Consequently, net sales in the Chemical Products-related business decreased by 0.3% year-on-year to 5,937 million yen. Segment profit decreased by 23.9% year-on-year to 414 million yen due to lower profits from Tackifier.
3 Gas-related business
LPG sales Business
In LPG sales business, sales volume was generally on a decreasing trend.
The status of each division is as follows.
In the Retail division, although unit consumption declined mainly for household use due to the heat wave during the summer, profits increased year-on-year due to the acquisition of new customers and the acquisition of retail goodwill, which resulted in an increase in the number of customers and an improvement in profit margins.
In the Wholesale division, profits fell significantly year-on-year due to the impact of inventory valuations.
Since 2021, the worldwide shortage of electronic components has caused delays in the delivery of residential equipment, including water heaters, but this has been eliminated since April 1,2023.
Natural Gas Business
In the Natural gas business, despite a decline in residential demand, sales volume increased year-on-year in the commercial and industrial sectors due to the acquisition of new customers. However, profits decreased year-on-year due to an increase in the purchase price due to an increase in the cost of suppliers.
Consequently, net sales in the Gas-related business decreased by 12.0% year-on-year to 24,356 million yen due to a decline in sales prices of LPG. Segment profit decreased by 64.8% year-on-year to 270 million yen due to a decrease in profits as a result of inventory valuations in the wholesale division.
4 Aviation-related business
In the Aviation fuel business, air travel demand was strong due to an increase in foreign visitors to Japan and transition to category 5 of COVID-19 infectious diseases.
Demand for air travel at Haneda Airport remained at the same level as in FY2019 before the COVID-19 pandemic on domestic airline. On international airline,
demand at Haneda Airport increased significantly due to an increase in the number of foreign visitors to Japan. As a result, the volume of fuel handled on both
domestic and international airline increased by about 15% compared to FY2019, prior to the COVID-19 pandemic.

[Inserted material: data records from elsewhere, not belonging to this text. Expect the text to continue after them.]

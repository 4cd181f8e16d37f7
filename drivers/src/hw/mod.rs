//! Raw register map of the blocks the Mini UART driver touches.
//!
//! Nothing outside this module and the [`RegisterAccess`] implementations
//! knows register addresses; the rest of the driver names registers by
//! [`Register`].

pub mod aux;
pub mod gpio;

/// Register block a [`Register`] lives in.
#[derive(Debug, Copy, Clone, PartialEq, Eq)]
pub enum Block {
    Aux,
    Gpio,
}

/// Every 32-bit register the driver reads or writes.
#[derive(Debug, Copy, Clone, PartialEq, Eq, PartialOrd, Ord)]
#[repr(usize)]
pub enum Register {
    /// Auxiliary interrupt status.
    AuxIrq,
    /// Auxiliary enables (bit 0 switches the Mini UART on).
    AuxEnables,
    /// Data I/O.
    MuIo,
    /// Interrupt enable.
    MuIer,
    /// Interrupt identify; writes clear the FIFOs.
    MuIir,
    /// Line control (data width).
    MuLcr,
    /// Modem control.
    MuMcr,
    /// Line status.
    MuLsr,
    /// Modem status.
    MuMsr,
    MuScratch,
    /// Extra control (TX/RX enable).
    MuCntl,
    /// Extra status (FIFO fill levels).
    MuStat,
    /// Baud divisor, 16 bits.
    MuBaud,
    /// Function select for GPIO 10-19.
    GpFsel1,
    /// Legacy pull-up/down control (BCM2835).
    GpPud,
    /// Legacy pull-up/down clock for GPIO 0-31 (BCM2835).
    GpPudClk0,
    /// Pull-up/down selection for GPIO 0-15 (BCM2711).
    GpPupPdn0,
}

impl Register {
    pub const COUNT: usize = Register::GpPupPdn0 as usize + 1;

    pub const ALL: [Register; Register::COUNT] = [
        Register::AuxIrq,
        Register::AuxEnables,
        Register::MuIo,
        Register::MuIer,
        Register::MuIir,
        Register::MuLcr,
        Register::MuMcr,
        Register::MuLsr,
        Register::MuMsr,
        Register::MuScratch,
        Register::MuCntl,
        Register::MuStat,
        Register::MuBaud,
        Register::GpFsel1,
        Register::GpPud,
        Register::GpPudClk0,
        Register::GpPupPdn0,
    ];

    pub const fn block(self) -> Block {
        match self {
            Register::GpFsel1 | Register::GpPud | Register::GpPudClk0 | Register::GpPupPdn0 => {
                Block::Gpio
            }
            _ => Block::Aux,
        }
    }

    /// Byte offset from the start of the register's block.
    pub const fn offset(self) -> usize {
        match self {
            Register::AuxIrq => 0x00,
            Register::AuxEnables => 0x04,
            Register::MuIo => 0x40,
            Register::MuIer => 0x44,
            Register::MuIir => 0x48,
            Register::MuLcr => 0x4C,
            Register::MuMcr => 0x50,
            Register::MuLsr => 0x54,
            Register::MuMsr => 0x58,
            Register::MuScratch => 0x5C,
            Register::MuCntl => 0x60,
            Register::MuStat => 0x64,
            Register::MuBaud => 0x68,
            Register::GpFsel1 => gpio::GPFSEL1,
            Register::GpPud => gpio::GPPUD,
            Register::GpPudClk0 => gpio::GPPUDCLK0,
            Register::GpPupPdn0 => gpio::GPPUPPDN0,
        }
    }

    pub const fn index(self) -> usize {
        self as usize
    }
}

/// 32-bit register access with an explicit write-ordering barrier.
///
/// Implementations must perform each access exactly once and in program
/// order. [`RegisterAccess::barrier`] guarantees that every earlier write has
/// reached the device before any later access.
pub trait RegisterAccess: Send + Sync {
    fn read32(&self, reg: Register) -> u32;

    fn write32(&self, reg: Register, value: u32);

    fn barrier(&self);

    /// Read-modify-write helper.
    fn modify32(&self, reg: Register, f: impl FnOnce(u32) -> u32)
    where
        Self: Sized,
    {
        let value = self.read32(reg);
        self.write32(reg, f(value));
    }
}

Consequently, net sales in the Aviation-related business increased by 61.5% year-on-year to 9,460 million yen due to an increase in the volume of fuel handled at Haneda Airport. Segment profit increased by 4,356 million yen (compared with segment profit of 1,130 million yen in the same period of the previous fiscal year).
5 The Other businesses
In the Other businesses, net sales decreased year-on-year, because in the cleaning and surface treatment business for metal products and other products, orders for precision cleaning treatment were sluggish due to production adjustments by semiconductor manufacturers in line with the contraction of the semiconductor market. In addition, due to sluggish orders for large-scale properties, net sales in the construction industry also decreased year-on-year.
Consequently, net sales decreased by 18.6% year-on-year to 2,434 million yen due to sluggish sales in the cleaning and surface treatment industries for metal products, etc., and segment income decreased by 53.3% year-on-year to 292 million yen.